**WHAT THE TASK REQUIRES**. Give back the entries exactly, ending with the "pub fn is_directed(&self)" line.

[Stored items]

//! The thread-safe graph container.

use std::fmt;
use std::sync::{Mutex, MutexGuard};

use crate::types::{Directedness, GraphConfig, GraphResult, Vertex};

use super::snapshot::GraphSnapshot;
use super::traversal::{self, TraversalOrder};
use super::AdjacencyList;

/// An adjacency-list graph guarded by a single lock.
///
/// Every method, reads included, holds the lock for its whole duration, so
/// operations on one graph never overlap. Each operation validates before it
/// mutates: a call that returns an error leaves the graph untouched.
///
/// A poisoned lock is recovered rather than propagated. The graph's own code
/// does not panic under the lock, but a vertex type whose `Eq`, `Hash` or
/// `Clone` panics can interrupt an operation midway, and later calls then see
/// whatever state it left behind.
pub struct Graph<V> {
    directedness: Directedness,
    inner: Mutex<AdjacencyList<V>>,
}

impl<V: Vertex> Graph<V> {
    /// Create an empty graph.
    pub fn new(directedness: Directedness) -> Self {
        Self::from_adjacency(AdjacencyList::new(directedness))
    }

    /// Create an empty directed graph.
    pub fn directed() -> Self {
        Self::new(Directedness::Directed)
    }

    /// Create an empty undirected graph.
    pub fn undirected() -> Self {
        Self::new(Directedness::Undirected)
    }

    /// Create an empty graph from a configuration.
    pub fn with_config(config: GraphConfig) -> Self {
        Self::new(config.directedness())
    }

    pub(crate) fn from_adjacency(adjacency: AdjacencyList<V>) -> Self {
        Self {
            directedness: adjacency.directedness(),
            inner: Mutex::new(adjacency),
        }
    }

    fn lock(&self) -> MutexGuard<'_, AdjacencyList<V>> {
        self.inner.lock().unwrap_or_else(|poisoned| {
            log::warn!("Graph lock poisoned by a panicking thread, recovering");
            poisoned.into_inner()
        })
    }

    /// Whether edges are mirrored. Fixed at construction.
    pub fn directedness(&self) -> Directedness {
        self.directedness
    }

    /// True for a directed graph.
    pub fn is_directed(&self) -> bool {
        self.directedness.is_directed()
    }

    /// Register a vertex. Returns false (and changes nothing) if present.
    pub fn add_vertex(&self, vertex: V) -> bool {
        self.lock().add_vertex(vertex)
    }

    /// Add an edge between two registered vertices.
    ///
    /// Fails with `MissingVertex` if either endpoint is unknown. Repeating an
    /// edge is a no-op. Undirected graphs also record `dest -> src`.
    pub fn add_edge(&self, src: &V, dest: &V) -> GraphResult<()> {
        self.lock().add_edge(src, dest)
    }

    /// Remove an edge, mirrored in undirected graphs.
    ///
    /// Fails with `EmptyGraph` when no vertex exists. Otherwise unknown
    /// endpoints and absent edges are ignored; the return value says whether
    /// anything was removed.
    pub fn remove_edge(&self, src: &V, dest: &V) -> GraphResult<bool> {
        self.lock().remove_edge(src, dest)
    }

    /// Remove a vertex and every edge pointing at it.
    ///
    /// Fails with `EmptyGraph` when no vertex exists, then with
    /// `MissingVertex` if `vertex` is unknown.
    pub fn remove_vertex(&self, vertex: &V) -> GraphResult<()> {
        self.lock().remove_vertex(vertex)
    }

    /// Copy of `vertex`'s neighbor list, empty if it is not registered.
    pub fn get_adjacent_vertices(&self, vertex: &V) -> Vec<V> {
        self.lock().neighbors(vertex).to_vec()
    }

    /// Breadth-first traversal from `start`.
    pub fn bfs(&self, start: &V) -> GraphResult<Vec<V>> {
        traversal::bfs(&self.lock(), start)
    }

    /// Depth-first traversal from `start`.
    pub fn dfs(&self, start: &V) -> GraphResult<Vec<V>> {
        traversal::dfs(&self.lock(), start)
    }

    /// Traverse from `start` in the given order.
    pub fn traverse(&self, start: &V, order: TraversalOrder) -> GraphResult<Vec<V>> {
        traversal::traverse(&self.lock(), start, order)
    }

    /// Whether `vertex` is registered.
    pub fn contains_vertex(&self, vertex: &V) -> bool {
        self.lock().contains(vertex)
    }

    /// Whether `dest` is in `src`'s neighbor list.
    pub fn has_edge(&self, src: &V, dest: &V) -> bool {
        self.lock().has_edge(src, dest)
    }

    /// All vertices in registration order.
    pub fn vertices(&self) -> Vec<V> {
        self.lock().vertices().to_vec()
    }

    /// Number of registered vertices.
    pub fn vertex_count(&self) -> usize {
        self.lock().vertex_count()
    }

    /// Number of edges; an undirected edge counts once.
    pub fn edge_count(&self) -> usize {
        self.lock().edge_count()
    }

    /// Whether no vertex is registered.
    pub fn is_empty(&self) -> bool {
        self.lock().is_empty()
    }

    /// Remove every vertex and edge.
    pub fn clear(&self) {
        self.lock().clear();
    }

    /// Consistent copy of the whole graph, taken under the lock.
    pub fn snapshot(&self) -> GraphSnapshot<V> {
        GraphSnapshot::capture(&self.lock())
    }
}

impl<V: Vertex> Default for Graph<V> {
    fn default() -> Self {
        Self::undirected()
    }
}

impl<V: Vertex> Clone for Graph<V> {
    fn clone(&self) -> Self {
        Self::from_adjacency(self.lock().clone())
    }
}

impl<V: Vertex> fmt::Display for Graph<V> {
    fn fmt(&self, f: &mut fmt::Formatter<'_>) -> fmt::Result {
        write!(f, "{}", *self.lock())
    }
}

impl<V: Vertex> fmt::Debug for Graph<V> {
    fn fmt(&self, f: &mut fmt::Formatter<'_>) -> fmt::Result {
        f.debug_struct("Graph")
            .field("directedness", &self.directedness)
            .field("adjacency", &*self.lock())
            .finish()
    }
}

**TASK RESULT**.
//! The thread-safe graph container.

use std::fmt;
use std::sync::{Mutex, MutexGuard};

use crate::types::{Directedness, GraphConfig, GraphResult, Vertex};

use super::snapshot::GraphSnapshot;
use super::traversal::{self, TraversalOrder};
use super::AdjacencyList;

/// An adjacency-list graph guarded by a single lock.
///
/// Every method, reads included, holds the lock for its whole duration, so
/// operations on one graph never overlap. Each operation validates before it
/// mutates: a call that returns an error leaves the graph untouched.
///
/// A poisoned lock is recovered rather than propagated. The graph's own code
/// does not panic under the lock, but a vertex type whose `Eq`, `Hash` or
/// `Clone` panics can interrupt an operation midway, and later calls then see
/// whatever state it left behind.
pub struct Graph<V> {
    directedness: Directedness,
    inner: Mutex<AdjacencyList<V>>,
}

impl<V: Vertex> Graph<V> {
    /// Create an empty graph.
    pub fn new(directedness: Directedness) -> Self {
        Self::from_adjacency(AdjacencyList::new(directedness))
    }

    /// Create an empty directed graph.
    pub fn directed() -> Self {
        Self::new(Directedness::Directed)
    }

    /// Create an empty undirected graph.
    pub fn undirected() -> Self {
        Self::new(Directedness::Undirected)
    }

    /// Create an empty graph from a configuration.
    pub fn with_config(config: GraphConfig) -> Self {
        Self::new(config.directedness())
    }

    pub(crate) fn from_adjacency(adjacency: AdjacencyList<V>) -> Self {
        Self {
            directedness: adjacency.directedness(),
            inner: Mutex::new(adjacency),
        }
    }

    fn lock(&self) -> MutexGuard<'_, AdjacencyList<V>> {
        self.inner.lock().unwrap_or_else(|poisoned| {
            log::warn!("Graph lock poisoned by a panicking thread, recovering");
            poisoned.into_inner()
        })
    }

    /// Whether edges are mirrored. Fixed at construction.
    pub fn directedness(&self) -> Directedness {
        self.directedness
    }

    /// True for a directed graph.
    pub fn is_directed(&self) -> bool {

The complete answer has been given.